### Directions
Once you have read the records below, print them again exactly as they stand.

-------- Extracted information --------

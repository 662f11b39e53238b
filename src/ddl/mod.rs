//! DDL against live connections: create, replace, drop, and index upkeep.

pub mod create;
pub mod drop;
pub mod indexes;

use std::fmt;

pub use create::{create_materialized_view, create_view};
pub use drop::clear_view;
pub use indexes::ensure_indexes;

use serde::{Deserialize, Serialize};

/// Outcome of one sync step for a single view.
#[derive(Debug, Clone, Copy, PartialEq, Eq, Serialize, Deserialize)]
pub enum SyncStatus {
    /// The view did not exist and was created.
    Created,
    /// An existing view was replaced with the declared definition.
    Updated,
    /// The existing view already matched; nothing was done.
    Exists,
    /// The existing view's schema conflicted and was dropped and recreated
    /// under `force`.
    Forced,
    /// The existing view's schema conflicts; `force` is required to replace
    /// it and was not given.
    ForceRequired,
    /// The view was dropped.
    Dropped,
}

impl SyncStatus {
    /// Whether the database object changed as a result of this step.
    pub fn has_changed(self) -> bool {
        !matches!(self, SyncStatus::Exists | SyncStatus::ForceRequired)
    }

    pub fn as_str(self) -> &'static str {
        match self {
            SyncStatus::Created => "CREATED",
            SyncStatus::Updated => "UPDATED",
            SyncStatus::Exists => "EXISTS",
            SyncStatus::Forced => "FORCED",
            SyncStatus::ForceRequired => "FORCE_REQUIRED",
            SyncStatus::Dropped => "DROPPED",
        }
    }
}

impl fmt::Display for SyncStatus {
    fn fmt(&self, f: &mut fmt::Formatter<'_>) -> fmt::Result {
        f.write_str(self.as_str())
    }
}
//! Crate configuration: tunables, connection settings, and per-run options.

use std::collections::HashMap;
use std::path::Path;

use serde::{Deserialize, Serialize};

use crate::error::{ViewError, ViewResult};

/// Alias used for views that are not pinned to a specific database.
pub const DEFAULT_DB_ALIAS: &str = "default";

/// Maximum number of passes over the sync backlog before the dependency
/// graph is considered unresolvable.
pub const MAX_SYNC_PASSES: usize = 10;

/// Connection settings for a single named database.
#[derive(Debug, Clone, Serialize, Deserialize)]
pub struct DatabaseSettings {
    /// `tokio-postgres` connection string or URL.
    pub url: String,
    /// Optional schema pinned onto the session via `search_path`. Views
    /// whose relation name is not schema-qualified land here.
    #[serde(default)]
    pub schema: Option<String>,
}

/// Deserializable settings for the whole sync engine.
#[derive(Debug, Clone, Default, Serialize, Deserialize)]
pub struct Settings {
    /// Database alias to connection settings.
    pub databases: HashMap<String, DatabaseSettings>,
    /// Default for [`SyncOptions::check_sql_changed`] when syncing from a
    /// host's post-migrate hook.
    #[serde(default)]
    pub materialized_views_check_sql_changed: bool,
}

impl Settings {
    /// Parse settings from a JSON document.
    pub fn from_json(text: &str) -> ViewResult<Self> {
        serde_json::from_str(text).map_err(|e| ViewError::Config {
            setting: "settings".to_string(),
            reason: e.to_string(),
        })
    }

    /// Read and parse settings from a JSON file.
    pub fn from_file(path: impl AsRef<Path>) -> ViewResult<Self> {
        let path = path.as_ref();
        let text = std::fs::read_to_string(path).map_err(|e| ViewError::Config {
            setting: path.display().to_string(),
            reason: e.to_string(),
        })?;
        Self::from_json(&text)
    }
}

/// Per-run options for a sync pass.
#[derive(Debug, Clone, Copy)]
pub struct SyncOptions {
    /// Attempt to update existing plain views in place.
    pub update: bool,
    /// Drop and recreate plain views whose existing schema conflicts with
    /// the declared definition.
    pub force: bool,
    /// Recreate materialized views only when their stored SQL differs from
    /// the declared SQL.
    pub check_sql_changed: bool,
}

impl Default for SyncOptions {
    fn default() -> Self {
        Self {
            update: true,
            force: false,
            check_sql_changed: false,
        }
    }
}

--------

### The answer
repository 662f11b39e53238b
filename src/ddl/mod.rs
//! DDL against live connections: create, replace, drop, and index upkeep.

pub mod create;
pub mod drop;
pub mod indexes;

use std::fmt;

pub use create::{create_materialized_view, create_view};
pub use drop::clear_view;
pub use indexes::ensure_indexes;

use serde::{Deserialize, Serialize};

/// Outcome of one sync step for a single view.
#[derive(Debug, Clone, Copy, PartialEq, Eq, Serialize, Deserialize)]
pub enum SyncStatus {
    /// The view did not exist and was created.
    Created,
    /// An existing view was replaced with the declared definition.
    Updated,
    /// The existing view already matched; nothing was done.
    Exists,
    /// The existing view's schema conflicted and was dropped and recreated
    /// under `force`.
    Forced,
    /// The existing view's schema conflicts; `force` is required to replace
    /// it and was not given.
    ForceRequired,
    /// The view was dropped.
    Dropped,
}

impl SyncStatus {
    /// Whether the database object changed as a result of this step.
    pub fn has_changed(self) -> bool {
        !matches!(self, SyncStatus::Exists | SyncStatus::ForceRequired)
    }

    pub fn as_str(self) -> &'static str {
        match self {
            SyncStatus::Created => "CREATED",
            SyncStatus::Updated => "UPDATED",
            SyncStatus::Exists => "EXISTS",
            SyncStatus::Forced => "FORCED",
            SyncStatus::ForceRequired => "FORCE_REQUIRED",
            SyncStatus::Dropped => "DROPPED",
        }
    }
}

impl fmt::Display for SyncStatus {
    fn fmt(&self, f: &mut fmt::Formatter<'_>) -> fmt::Result {
        f.write_str(self.as_str())
    }
}
//! Crate configuration: tunables, connection settings, and per-run options.

use std::collections::HashMap;
use std::path::Path;

use serde::{Deserialize, Serialize};

use crate::error::{ViewError, ViewResult};

/// Alias used for views that are not pinned to a specific database.
pub const DEFAULT_DB_ALIAS: &str = "default";

/// Maximum number of passes over the sync backlog before the dependency
/// graph is considered unresolvable.
pub const MAX_SYNC_PASSES: usize = 10;

/// Connection settings for a single named database.
#[derive(Debug, Clone, Serialize, Deserialize)]
pub struct DatabaseSettings {
    /// `tokio-postgres` connection string or URL.
    pub url: String,
    /// Optional schema pinned onto the session via `search_path`. Views
    /// whose relation name is not schema-qualified land here.
    #[serde(default)]
    pub schema: Option<String>,
}

/// Deserializable settings for the whole sync engine.
#[derive(Debug, Clone, Default, Serialize, Deserialize)]
pub struct Settings {
    /// Database alias to connection settings.
    pub databases: HashMap<String, DatabaseSettings>,
    /// Default for [`SyncOptions::check_sql_changed`] when syncing from a
    /// host's post-migrate hook.
    #[serde(default)]
    pub materialized_views_check_sql_changed: bool,
}

impl Settings {
    /// Parse settings from a JSON document.
    pub fn from_json(text: &str) -> ViewResult<Self> {
        serde_json::from_str(text).map_err(|e| ViewError::Config {
            setting: "settings".to_string(),
            reason: e.to_string(),
        })
    }

    /// Read and parse settings from a JSON file.
    pub fn from_file(path: impl AsRef<Path>) -> ViewResult<Self> {
        let path = path.as_ref();
        let text = std::fs::read_to_string(path).map_err(|e| ViewError::Config {
            setting: path.display().to_string(),
            reason: e.to_string(),
        })?;
        Self::from_json(&text)
    }
}

/// Per-run options for a sync pass.
#[derive(Debug, Clone, Copy)]
pub struct SyncOptions {
    /// Attempt to update existing plain views in place.
    pub update: bool,
    /// Drop and recreate plain views whose existing schema conflicts with
    /// the declared definition.
    pub force: bool,
    /// Recreate materialized views only when their stored SQL differs from
    /// the declared SQL.
    pub check_sql_changed: bool,
}

impl Default for SyncOptions {
    fn default() -> Self {
        Self {
            update: true,
            force: false,
            check_sql_changed: false,
        }
    }
}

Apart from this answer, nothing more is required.